Stored dataset items |
--------------------------------
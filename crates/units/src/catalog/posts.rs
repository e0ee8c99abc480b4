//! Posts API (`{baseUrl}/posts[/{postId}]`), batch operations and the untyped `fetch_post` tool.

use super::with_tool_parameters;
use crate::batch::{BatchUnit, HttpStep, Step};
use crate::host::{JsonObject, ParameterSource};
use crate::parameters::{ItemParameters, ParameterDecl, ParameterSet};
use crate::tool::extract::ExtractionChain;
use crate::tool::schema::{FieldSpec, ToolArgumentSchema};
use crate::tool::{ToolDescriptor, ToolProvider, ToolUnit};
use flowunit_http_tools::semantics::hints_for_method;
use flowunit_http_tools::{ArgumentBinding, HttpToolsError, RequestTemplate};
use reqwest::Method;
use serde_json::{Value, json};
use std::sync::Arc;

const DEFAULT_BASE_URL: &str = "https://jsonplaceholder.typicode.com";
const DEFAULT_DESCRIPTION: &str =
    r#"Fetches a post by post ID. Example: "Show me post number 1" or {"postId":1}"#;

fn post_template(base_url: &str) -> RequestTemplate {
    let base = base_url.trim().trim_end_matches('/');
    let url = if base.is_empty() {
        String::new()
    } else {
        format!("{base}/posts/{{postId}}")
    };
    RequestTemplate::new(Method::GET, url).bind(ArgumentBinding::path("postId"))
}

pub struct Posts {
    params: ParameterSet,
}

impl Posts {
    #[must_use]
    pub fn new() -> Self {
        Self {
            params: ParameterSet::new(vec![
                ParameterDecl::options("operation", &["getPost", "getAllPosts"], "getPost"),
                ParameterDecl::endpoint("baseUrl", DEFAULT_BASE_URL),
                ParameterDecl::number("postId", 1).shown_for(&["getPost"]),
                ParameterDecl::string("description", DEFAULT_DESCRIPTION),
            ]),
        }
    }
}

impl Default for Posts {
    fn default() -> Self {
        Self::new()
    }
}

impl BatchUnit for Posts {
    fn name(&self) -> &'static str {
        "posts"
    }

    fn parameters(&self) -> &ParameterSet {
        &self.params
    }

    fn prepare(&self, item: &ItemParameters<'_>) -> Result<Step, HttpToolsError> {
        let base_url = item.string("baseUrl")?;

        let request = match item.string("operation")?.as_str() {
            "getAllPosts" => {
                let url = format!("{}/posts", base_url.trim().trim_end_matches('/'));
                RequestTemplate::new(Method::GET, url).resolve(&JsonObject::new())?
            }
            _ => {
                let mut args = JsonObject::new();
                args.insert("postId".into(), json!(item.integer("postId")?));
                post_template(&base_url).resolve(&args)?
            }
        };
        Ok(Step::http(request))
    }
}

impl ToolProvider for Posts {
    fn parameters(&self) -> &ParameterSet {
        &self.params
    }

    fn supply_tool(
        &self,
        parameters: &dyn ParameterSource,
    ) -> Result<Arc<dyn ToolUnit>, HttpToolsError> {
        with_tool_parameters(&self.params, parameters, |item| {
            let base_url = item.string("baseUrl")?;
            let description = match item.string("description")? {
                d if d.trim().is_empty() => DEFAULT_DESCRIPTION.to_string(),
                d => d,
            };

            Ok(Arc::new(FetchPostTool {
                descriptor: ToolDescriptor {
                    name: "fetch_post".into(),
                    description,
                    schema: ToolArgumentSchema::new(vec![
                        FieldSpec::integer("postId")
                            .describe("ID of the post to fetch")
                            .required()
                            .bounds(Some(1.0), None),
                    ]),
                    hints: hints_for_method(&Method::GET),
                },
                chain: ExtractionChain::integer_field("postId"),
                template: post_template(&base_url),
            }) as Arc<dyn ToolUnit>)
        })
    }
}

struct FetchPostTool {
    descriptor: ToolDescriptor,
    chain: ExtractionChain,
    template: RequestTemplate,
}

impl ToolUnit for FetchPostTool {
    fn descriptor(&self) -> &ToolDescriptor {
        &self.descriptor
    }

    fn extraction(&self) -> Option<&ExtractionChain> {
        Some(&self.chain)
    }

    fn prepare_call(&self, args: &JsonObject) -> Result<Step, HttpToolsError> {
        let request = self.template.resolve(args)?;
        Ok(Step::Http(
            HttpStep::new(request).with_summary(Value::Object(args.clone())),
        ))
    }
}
--------------------------------
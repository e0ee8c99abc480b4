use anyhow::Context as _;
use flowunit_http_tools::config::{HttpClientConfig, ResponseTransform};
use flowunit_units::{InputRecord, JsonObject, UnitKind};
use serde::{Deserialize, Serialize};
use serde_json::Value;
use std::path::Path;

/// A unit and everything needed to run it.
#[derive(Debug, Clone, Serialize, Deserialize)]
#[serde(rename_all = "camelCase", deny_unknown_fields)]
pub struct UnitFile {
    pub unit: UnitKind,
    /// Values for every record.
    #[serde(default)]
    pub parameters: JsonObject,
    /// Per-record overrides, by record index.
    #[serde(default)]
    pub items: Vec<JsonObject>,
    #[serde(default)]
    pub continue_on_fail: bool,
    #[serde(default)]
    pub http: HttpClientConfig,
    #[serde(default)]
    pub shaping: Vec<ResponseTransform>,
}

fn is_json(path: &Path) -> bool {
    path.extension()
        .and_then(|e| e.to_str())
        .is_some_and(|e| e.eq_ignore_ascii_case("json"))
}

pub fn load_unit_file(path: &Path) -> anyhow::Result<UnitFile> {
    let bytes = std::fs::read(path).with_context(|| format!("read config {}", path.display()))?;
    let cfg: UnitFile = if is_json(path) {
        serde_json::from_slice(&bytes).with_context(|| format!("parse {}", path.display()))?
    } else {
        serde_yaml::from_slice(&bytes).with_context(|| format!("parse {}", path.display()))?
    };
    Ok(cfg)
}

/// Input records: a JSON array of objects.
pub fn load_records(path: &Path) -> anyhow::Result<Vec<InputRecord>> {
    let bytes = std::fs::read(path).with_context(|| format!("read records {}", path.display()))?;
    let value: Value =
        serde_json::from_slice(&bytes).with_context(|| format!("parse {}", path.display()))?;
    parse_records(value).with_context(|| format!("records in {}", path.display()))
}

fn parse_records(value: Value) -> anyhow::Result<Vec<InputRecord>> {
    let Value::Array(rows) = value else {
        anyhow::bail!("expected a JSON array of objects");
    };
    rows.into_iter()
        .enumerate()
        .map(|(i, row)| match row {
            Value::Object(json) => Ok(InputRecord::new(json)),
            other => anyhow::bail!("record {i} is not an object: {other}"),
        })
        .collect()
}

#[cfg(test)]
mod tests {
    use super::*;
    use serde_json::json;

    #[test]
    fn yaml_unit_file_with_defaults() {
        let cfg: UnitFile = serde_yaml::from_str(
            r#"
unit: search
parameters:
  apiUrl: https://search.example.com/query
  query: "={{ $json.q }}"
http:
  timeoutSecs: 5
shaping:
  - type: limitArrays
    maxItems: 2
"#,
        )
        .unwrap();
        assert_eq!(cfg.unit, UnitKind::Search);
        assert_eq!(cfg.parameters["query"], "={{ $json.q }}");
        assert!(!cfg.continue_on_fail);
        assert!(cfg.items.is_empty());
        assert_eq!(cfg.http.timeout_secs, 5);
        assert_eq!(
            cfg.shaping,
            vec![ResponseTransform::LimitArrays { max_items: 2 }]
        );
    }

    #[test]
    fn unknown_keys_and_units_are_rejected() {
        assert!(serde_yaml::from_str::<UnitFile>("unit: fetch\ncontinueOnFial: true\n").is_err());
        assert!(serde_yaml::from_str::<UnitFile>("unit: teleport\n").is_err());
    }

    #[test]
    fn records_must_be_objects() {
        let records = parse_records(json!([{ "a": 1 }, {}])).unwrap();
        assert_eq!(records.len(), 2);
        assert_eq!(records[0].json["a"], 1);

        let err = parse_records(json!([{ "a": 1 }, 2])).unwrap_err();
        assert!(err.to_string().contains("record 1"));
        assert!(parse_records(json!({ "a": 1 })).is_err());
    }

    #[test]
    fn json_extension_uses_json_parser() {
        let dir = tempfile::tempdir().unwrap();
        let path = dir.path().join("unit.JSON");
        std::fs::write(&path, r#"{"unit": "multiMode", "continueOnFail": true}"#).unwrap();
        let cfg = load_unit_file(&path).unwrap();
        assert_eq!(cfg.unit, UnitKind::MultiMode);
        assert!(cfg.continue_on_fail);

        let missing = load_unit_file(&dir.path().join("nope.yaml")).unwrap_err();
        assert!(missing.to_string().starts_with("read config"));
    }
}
--------------------------------
TRY IT |
For each line in the data that contains the string "UnitKind", give a copy of that line.

ANSWER TO THIS EXERCISE |
use flowunit_units::{InputRecord, JsonObject, UnitKind};
    pub unit: UnitKind,
        assert_eq!(cfg.unit, UnitKind::Search);
        assert_eq!(cfg.unit, UnitKind::MultiMode);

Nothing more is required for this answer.